EXERCISE DIRECTIONS: Tally the lines in the data that follows that include the word "Failures", and report nothing but the total.

RECORDED DATA:
▼▼▼

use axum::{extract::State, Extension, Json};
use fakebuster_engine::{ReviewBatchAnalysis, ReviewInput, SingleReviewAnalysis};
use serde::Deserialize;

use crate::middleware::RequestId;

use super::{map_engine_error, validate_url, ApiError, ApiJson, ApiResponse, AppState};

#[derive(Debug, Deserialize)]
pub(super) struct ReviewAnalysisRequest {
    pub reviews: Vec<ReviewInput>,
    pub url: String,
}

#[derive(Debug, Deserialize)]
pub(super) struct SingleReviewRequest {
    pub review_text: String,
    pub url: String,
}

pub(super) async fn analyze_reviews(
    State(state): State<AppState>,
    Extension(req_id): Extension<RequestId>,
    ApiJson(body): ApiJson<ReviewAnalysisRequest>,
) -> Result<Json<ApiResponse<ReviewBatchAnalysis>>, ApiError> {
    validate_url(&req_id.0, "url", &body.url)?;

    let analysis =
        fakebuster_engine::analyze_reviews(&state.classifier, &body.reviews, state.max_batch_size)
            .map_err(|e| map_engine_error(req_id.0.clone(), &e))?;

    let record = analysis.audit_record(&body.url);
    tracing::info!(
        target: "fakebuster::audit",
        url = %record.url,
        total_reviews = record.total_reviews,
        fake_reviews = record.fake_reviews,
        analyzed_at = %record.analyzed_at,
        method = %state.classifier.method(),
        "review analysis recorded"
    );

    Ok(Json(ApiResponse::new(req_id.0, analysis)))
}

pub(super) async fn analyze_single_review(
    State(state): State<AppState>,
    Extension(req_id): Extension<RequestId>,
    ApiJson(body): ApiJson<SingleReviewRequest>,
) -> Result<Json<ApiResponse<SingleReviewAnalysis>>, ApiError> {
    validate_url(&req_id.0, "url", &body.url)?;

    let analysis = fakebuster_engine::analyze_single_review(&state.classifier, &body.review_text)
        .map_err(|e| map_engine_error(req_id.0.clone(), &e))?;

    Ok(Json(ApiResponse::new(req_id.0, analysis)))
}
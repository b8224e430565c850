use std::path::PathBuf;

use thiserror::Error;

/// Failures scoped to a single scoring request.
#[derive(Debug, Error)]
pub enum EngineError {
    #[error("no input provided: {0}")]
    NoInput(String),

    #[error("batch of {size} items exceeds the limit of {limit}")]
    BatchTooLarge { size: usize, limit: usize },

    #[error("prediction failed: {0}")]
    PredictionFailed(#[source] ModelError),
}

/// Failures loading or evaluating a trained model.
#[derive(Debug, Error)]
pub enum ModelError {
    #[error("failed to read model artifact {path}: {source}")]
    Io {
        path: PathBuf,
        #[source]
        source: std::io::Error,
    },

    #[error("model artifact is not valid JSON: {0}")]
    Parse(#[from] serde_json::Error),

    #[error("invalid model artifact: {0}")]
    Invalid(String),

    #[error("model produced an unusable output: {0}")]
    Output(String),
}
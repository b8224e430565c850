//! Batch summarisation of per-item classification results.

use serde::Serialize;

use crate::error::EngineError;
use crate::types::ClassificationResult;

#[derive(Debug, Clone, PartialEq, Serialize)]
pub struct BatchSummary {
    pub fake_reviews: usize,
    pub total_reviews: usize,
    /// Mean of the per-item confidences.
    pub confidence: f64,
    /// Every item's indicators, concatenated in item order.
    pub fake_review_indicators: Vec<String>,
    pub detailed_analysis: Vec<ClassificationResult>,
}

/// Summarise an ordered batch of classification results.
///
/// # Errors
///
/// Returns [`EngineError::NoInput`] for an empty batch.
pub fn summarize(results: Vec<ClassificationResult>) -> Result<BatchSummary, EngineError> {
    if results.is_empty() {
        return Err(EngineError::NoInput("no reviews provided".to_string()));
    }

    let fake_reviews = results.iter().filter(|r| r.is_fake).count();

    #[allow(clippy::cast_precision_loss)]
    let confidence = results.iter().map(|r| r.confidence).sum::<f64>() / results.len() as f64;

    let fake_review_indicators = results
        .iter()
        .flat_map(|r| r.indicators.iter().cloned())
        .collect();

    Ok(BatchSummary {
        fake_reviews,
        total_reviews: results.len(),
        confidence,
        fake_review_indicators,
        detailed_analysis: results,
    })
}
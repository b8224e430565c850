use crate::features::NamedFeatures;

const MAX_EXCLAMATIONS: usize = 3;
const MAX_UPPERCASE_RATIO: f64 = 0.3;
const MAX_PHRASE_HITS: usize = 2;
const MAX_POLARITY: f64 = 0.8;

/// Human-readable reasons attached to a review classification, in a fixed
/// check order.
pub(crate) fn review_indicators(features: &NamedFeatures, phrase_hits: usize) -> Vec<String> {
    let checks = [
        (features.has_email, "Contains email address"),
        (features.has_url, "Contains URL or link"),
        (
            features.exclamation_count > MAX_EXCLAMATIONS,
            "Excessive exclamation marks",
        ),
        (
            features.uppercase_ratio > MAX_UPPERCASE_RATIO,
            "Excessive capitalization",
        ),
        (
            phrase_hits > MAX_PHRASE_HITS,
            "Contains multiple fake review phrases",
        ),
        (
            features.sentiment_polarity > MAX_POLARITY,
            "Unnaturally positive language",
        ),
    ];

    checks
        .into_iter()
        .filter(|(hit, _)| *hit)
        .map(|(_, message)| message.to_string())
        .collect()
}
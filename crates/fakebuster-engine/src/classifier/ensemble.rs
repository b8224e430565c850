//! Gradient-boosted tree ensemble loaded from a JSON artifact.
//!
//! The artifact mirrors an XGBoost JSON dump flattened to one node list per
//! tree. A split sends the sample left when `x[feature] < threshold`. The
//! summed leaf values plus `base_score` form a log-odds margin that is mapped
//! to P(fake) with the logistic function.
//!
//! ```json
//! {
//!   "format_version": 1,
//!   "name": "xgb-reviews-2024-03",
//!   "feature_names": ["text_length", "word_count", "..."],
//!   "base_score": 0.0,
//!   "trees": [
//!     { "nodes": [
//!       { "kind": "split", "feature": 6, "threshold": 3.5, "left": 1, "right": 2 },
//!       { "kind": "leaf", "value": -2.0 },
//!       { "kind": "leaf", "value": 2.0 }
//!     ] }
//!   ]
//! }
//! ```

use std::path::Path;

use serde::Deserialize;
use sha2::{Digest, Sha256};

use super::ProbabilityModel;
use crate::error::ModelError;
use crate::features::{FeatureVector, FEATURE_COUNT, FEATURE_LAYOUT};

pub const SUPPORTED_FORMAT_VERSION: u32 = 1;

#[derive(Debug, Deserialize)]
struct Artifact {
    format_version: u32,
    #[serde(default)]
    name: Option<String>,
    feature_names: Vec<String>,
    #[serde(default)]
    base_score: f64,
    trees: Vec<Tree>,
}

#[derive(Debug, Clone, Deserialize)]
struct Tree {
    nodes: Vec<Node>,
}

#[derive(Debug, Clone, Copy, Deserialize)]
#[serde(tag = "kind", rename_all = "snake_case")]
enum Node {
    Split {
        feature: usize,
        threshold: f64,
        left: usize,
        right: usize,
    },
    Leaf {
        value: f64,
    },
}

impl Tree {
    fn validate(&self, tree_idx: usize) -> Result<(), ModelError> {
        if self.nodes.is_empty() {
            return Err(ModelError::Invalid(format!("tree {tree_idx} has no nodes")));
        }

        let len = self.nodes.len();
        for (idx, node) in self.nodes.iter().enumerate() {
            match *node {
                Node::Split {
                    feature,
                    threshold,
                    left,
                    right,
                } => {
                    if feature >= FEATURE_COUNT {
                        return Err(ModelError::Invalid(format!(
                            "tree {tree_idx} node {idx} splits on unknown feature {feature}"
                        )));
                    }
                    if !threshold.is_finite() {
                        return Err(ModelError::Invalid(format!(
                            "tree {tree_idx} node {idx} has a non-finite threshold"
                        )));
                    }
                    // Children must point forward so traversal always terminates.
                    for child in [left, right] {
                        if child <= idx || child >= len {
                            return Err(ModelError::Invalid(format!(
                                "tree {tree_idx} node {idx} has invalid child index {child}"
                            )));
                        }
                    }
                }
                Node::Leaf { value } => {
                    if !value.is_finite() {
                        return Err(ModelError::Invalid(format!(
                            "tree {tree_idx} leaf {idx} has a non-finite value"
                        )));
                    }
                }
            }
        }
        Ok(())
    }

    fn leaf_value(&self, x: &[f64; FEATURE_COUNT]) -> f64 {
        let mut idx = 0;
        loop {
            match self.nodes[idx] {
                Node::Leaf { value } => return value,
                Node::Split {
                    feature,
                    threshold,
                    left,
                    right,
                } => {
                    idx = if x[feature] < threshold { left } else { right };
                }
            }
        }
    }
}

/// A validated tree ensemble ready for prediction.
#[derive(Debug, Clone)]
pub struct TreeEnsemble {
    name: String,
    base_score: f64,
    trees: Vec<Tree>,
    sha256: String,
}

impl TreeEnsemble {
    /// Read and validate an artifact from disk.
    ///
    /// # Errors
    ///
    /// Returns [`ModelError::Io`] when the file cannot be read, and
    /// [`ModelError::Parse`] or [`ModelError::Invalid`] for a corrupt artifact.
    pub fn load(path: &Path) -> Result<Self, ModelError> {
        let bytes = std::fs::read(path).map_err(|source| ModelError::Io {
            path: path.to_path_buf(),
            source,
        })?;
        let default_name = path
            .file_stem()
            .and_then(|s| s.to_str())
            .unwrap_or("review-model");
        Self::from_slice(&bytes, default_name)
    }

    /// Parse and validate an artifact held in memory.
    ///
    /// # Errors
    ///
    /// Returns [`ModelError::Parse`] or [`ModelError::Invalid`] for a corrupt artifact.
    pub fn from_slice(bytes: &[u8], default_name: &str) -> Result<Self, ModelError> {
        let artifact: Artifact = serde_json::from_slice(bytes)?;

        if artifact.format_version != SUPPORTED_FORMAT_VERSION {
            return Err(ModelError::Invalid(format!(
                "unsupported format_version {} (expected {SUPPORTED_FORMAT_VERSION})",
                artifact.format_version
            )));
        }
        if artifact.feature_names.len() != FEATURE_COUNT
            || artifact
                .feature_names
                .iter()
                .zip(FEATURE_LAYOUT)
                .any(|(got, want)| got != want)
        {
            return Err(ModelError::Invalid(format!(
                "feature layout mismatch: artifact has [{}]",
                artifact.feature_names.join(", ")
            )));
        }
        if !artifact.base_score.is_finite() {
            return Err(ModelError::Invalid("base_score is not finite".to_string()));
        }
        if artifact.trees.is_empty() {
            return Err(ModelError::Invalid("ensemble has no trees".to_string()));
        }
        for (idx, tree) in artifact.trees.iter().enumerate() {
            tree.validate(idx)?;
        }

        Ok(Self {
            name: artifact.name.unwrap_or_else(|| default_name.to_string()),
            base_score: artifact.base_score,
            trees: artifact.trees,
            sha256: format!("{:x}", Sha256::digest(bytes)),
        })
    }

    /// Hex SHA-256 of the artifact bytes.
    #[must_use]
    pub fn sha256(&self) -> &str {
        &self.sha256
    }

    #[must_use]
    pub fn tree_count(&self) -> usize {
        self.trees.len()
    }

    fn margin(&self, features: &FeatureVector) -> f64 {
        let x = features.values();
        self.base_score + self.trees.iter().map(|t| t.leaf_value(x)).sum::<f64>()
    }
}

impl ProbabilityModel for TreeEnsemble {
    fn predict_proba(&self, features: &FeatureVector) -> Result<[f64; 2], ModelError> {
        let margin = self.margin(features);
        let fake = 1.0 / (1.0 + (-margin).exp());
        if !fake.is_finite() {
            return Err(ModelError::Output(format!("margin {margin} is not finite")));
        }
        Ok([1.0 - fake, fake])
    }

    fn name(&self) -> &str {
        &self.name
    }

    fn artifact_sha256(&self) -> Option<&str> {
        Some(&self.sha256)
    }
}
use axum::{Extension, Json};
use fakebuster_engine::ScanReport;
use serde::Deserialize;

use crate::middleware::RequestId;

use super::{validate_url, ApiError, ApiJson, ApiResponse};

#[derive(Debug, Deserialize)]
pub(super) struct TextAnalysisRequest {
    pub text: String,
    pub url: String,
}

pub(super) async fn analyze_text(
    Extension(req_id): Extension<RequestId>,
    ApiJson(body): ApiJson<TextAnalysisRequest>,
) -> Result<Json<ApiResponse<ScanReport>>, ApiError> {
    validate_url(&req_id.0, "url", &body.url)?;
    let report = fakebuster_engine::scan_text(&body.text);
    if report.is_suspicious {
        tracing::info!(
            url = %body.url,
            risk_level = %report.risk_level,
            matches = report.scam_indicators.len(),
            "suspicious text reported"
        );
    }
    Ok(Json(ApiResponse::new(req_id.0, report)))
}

▲▲▲

YOUR RESPONSE: 2